The Esri projection engine used by ArcGIS has an odd Lambert conformal conic definition. If you define it from scratch as a new custom projected coordinate system, you'll see 2 standard parallels, latitude of origin, central meridian, false easting and northing, AND a scale factor.

Create a new projected coordinate system using:

(same GCS and linear units)
projection: Lambert conformal conic
false easting: 2814946.878 US survey feet
false northing: 1359674.745 US survey feet
scale factor: 1.0004355056
central meridian: -105.5
standard parallel 1: 38.45
standard parallel 2: 39.75
latitude of origin: 37.83333333333333

The conversion method appears to take off the original false easting and false northing, multiplies those xy values by the scale factor, and then applies different false easting and false northing values.

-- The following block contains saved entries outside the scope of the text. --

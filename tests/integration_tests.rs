//! Integration tests for update-watcher
//!
//! These tests verify:
//! - Reading the installed version from a release file on disk
//! - A full check cycle against a mock HTTP server
//! - Failed cycles never invoke the reboot action and do not stop later cycles

use mockito::{Server, ServerGuard};
use semver::Version;
use std::fs;
use std::sync::atomic::{AtomicUsize, Ordering};
use std::sync::Arc;
use tempfile::TempDir;
use async_trait::async_trait;
use update_watcher::action::RebootAction;
use update_watcher::error::{ActionError, CheckError, ExtractError, FetchError, ReleaseError};
use update_watcher::monitor::{CycleOutcome, Monitor};
use update_watcher::release::{read_current_version, DEFAULT_LOCAL_KEY};
use update_watcher::source::{HttpClient, HttpVersionSource, DEFAULT_REMOTE_KEY};

/// Reboot action that only counts invocations
struct CountingAction {
    calls: Arc<AtomicUsize>,
}

#[async_trait]
impl RebootAction for CountingAction {
    fn name(&self) -> &str {
        "counting"
    }

    async fn request_reboot(&self) -> Result<(), ActionError> {
        self.calls.fetch_add(1, Ordering::SeqCst);
        Ok(())
    }
}

/// Write an os-release style file and return its directory guard
fn create_release_file(contents: &str) -> TempDir {
    let temp_dir = tempfile::tempdir().expect("Failed to create temp directory");
    fs::write(temp_dir.path().join("os-release"), contents).unwrap();
    temp_dir
}

/// Build a monitor wired to the mock server, returning the action counter
fn build_monitor(release_dir: &TempDir, server: &ServerGuard) -> (Monitor, Arc<AtomicUsize>) {
    let current =
        read_current_version(&release_dir.path().join("os-release"), DEFAULT_LOCAL_KEY).unwrap();
    let source = HttpVersionSource::new(
        HttpClient::new().unwrap(),
        format!("{}/version.txt", server.url()),
        DEFAULT_REMOTE_KEY,
    );
    let calls = Arc::new(AtomicUsize::new(0));
    let action = CountingAction {
        calls: calls.clone(),
    };

    (
        Monitor::new(current, Box::new(source), Box::new(action)),
        calls,
    )
}

mod startup {
    use super::*;

    #[test]
    fn test_reads_version_from_os_release() {
        let dir = create_release_file(concat!(
            "NAME=\"Container Linux by CoreOS\"\n",
            "ID=coreos\n",
            "VERSION=1235.6.0\n",
            "VERSION_ID=1235.6.0\n",
        ));
        let version = read_current_version(&dir.path().join("os-release"), DEFAULT_LOCAL_KEY)
            .unwrap();
        assert_eq!(version, Version::new(1235, 6, 0));
    }

    /// Scenario: local file missing → fatal before polling
    #[test]
    fn test_missing_release_file_is_fatal() {
        let dir = tempfile::tempdir().unwrap();
        let err = read_current_version(&dir.path().join("os-release"), DEFAULT_LOCAL_KEY)
            .unwrap_err();
        assert!(matches!(err, ReleaseError::Open { .. }));
    }

    #[test]
    fn test_release_file_without_version_is_fatal() {
        let dir = create_release_file("NAME=CoreOS\nID=coreos\n");
        let err = read_current_version(&dir.path().join("os-release"), DEFAULT_LOCAL_KEY)
            .unwrap_err();
        assert!(err.to_string().contains("os-release"));
    }
}

mod check_cycle {
    use super::*;

    /// Scenario: local 2.0.0, remote 2.1.0 → update available
    #[tokio::test]
    async fn test_newer_remote_requests_reboot() {
        let dir = create_release_file("VERSION=2.0.0\n");
        let mut server = Server::new_async().await;
        let mock = server
            .mock("GET", "/version.txt")
            .with_status(200)
            .with_body("COREOS_BUILD=2\nCOREOS_VERSION=2.1.0\n")
            .create_async()
            .await;
        let (monitor, calls) = build_monitor(&dir, &server);

        let outcome = monitor.check_once().await;

        mock.assert_async().await;
        match outcome {
            CycleOutcome::UpdateRequested { current, remote } => {
                assert_eq!(current, Version::new(2, 0, 0));
                assert_eq!(remote, Version::new(2, 1, 0));
            }
            other => panic!("expected update, got {:?}", other),
        }
        assert_eq!(calls.load(Ordering::SeqCst), 1);
    }

    /// Scenario: local 2.1.0, remote 2.1.0 → no update
    #[tokio::test]
    async fn test_same_version_does_nothing() {
        let dir = create_release_file("VERSION=2.1.0\n");
        let mut server = Server::new_async().await;
        let _mock = server
            .mock("GET", "/version.txt")
            .with_status(200)
            .with_body("COREOS_VERSION=2.1.0\n")
            .create_async()
            .await;
        let (monitor, calls) = build_monitor(&dir, &server);

        let outcome = monitor.check_once().await;

        assert!(matches!(outcome, CycleOutcome::NotUpdated { .. }));
        assert_eq!(calls.load(Ordering::SeqCst), 0);
    }

    /// Scenario: remote body lacks the key → logged, next cycle still runs
    #[tokio::test]
    async fn test_missing_remote_key_skips_cycle() {
        let dir = create_release_file("VERSION=2.0.0\n");
        let mut server = Server::new_async().await;
        let broken = server
            .mock("GET", "/version.txt")
            .with_status(200)
            .with_body("COREOS_BUILD=2\n")
            .create_async()
            .await;
        let (monitor, calls) = build_monitor(&dir, &server);

        let outcome = monitor.check_once().await;
        assert!(matches!(
            outcome,
            CycleOutcome::FetchFailed(CheckError::Extract(ExtractError::NotFound { ref key }))
                if key == "COREOS_VERSION"
        ));
        assert_eq!(calls.load(Ordering::SeqCst), 0);

        broken.remove_async().await;
        let _fixed = server
            .mock("GET", "/version.txt")
            .with_status(200)
            .with_body("COREOS_VERSION=2.1.0\n")
            .create_async()
            .await;

        assert!(matches!(
            monitor.check_once().await,
            CycleOutcome::UpdateRequested { .. }
        ));
        assert_eq!(calls.load(Ordering::SeqCst), 1);
    }

    /// Scenario: HTTP 503 → status logged, no parsing, next cycle still runs
    #[tokio::test]
    async fn test_unavailable_server_skips_cycle() {
        let dir = create_release_file("VERSION=2.0.0\n");
        let mut server = Server::new_async().await;
        let unavailable = server
            .mock("GET", "/version.txt")
            .with_status(503)
            // Would be an update if it were parsed
            .with_body("COREOS_VERSION=9.0.0\n")
            .expect(1)
            .create_async()
            .await;
        let (monitor, calls) = build_monitor(&dir, &server);

        let outcome = monitor.check_once().await;
        unavailable.assert_async().await;
        assert!(matches!(
            outcome,
            CycleOutcome::FetchFailed(CheckError::Fetch(FetchError::Status { status: 503, .. }))
        ));
        assert_eq!(calls.load(Ordering::SeqCst), 0);

        unavailable.remove_async().await;
        let _ok = server
            .mock("GET", "/version.txt")
            .with_status(200)
            .with_body("COREOS_VERSION=2.0.0\n")
            .create_async()
            .await;

        assert!(matches!(
            monitor.check_once().await,
            CycleOutcome::NotUpdated { .. }
        ));
    }

    #[tokio::test]
    async fn test_invalid_remote_version_is_parse_error() {
        let dir = create_release_file("VERSION=2.0.0\n");
        let mut server = Server::new_async().await;
        let _mock = server
            .mock("GET", "/version.txt")
            .with_status(200)
            .with_body("COREOS_VERSION=latest\n")
            .create_async()
            .await;
        let (monitor, calls) = build_monitor(&dir, &server);

        let outcome = monitor.check_once().await;

        assert!(matches!(
            outcome,
            CycleOutcome::FetchFailed(CheckError::Extract(ExtractError::Parse { ref value, .. }))
                if value == "latest"
        ));
        assert_eq!(calls.load(Ordering::SeqCst), 0);
    }

    /// The installed version is never refreshed, so the request repeats
    #[tokio::test]
    async fn test_update_is_requested_again_every_cycle() {
        let dir = create_release_file("VERSION=2.0.0\n");
        let mut server = Server::new_async().await;
        let mock = server
            .mock("GET", "/version.txt")
            .with_status(200)
            .with_body("COREOS_VERSION=2.1.0\n")
            .expect(3)
            .create_async()
            .await;
        let (monitor, calls) = build_monitor(&dir, &server);

        for _ in 0..3 {
            assert!(matches!(
                monitor.check_once().await,
                CycleOutcome::UpdateRequested { .. }
            ));
        }

        mock.assert_async().await;
        assert_eq!(calls.load(Ordering::SeqCst), 3);
        assert_eq!(monitor.current_version(), &Version::new(2, 0, 0));
    }

    #[tokio::test]
    async fn test_unreachable_server_is_transport_error() {
        let dir = create_release_file("VERSION=2.0.0\n");
        let current =
            read_current_version(&dir.path().join("os-release"), DEFAULT_LOCAL_KEY).unwrap();
        let source = HttpVersionSource::new(
            HttpClient::new().unwrap(),
            "http://127.0.0.1:1/version.txt",
            DEFAULT_REMOTE_KEY,
        );
        let calls = Arc::new(AtomicUsize::new(0));
        let monitor = Monitor::new(
            current,
            Box::new(source),
            Box::new(CountingAction {
                calls: calls.clone(),
            }),
        );

        assert!(matches!(
            monitor.check_once().await,
            CycleOutcome::FetchFailed(CheckError::Fetch(FetchError::Transport { .. }))
        ));
        assert_eq!(calls.load(Ordering::SeqCst), 0);
    }
}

That's what I'm trying to replicate with the new PCS definition.

Transverse Mercator <> Lambert conformal conic so I'm hoping that where the not-quite-matching results are coming from.

Note: usually I see a grid-to-ground / combined scale factor applied to the final PCS values. Mathematically, that's equivalent at the parameter level by multiplying any existing scale factor (like in transverse Mercator) AND the existing false easting and false northing values by the grid-to-ground value. The results are used as new parameter values in a custom PCS.

Disclosure: I work for Esri.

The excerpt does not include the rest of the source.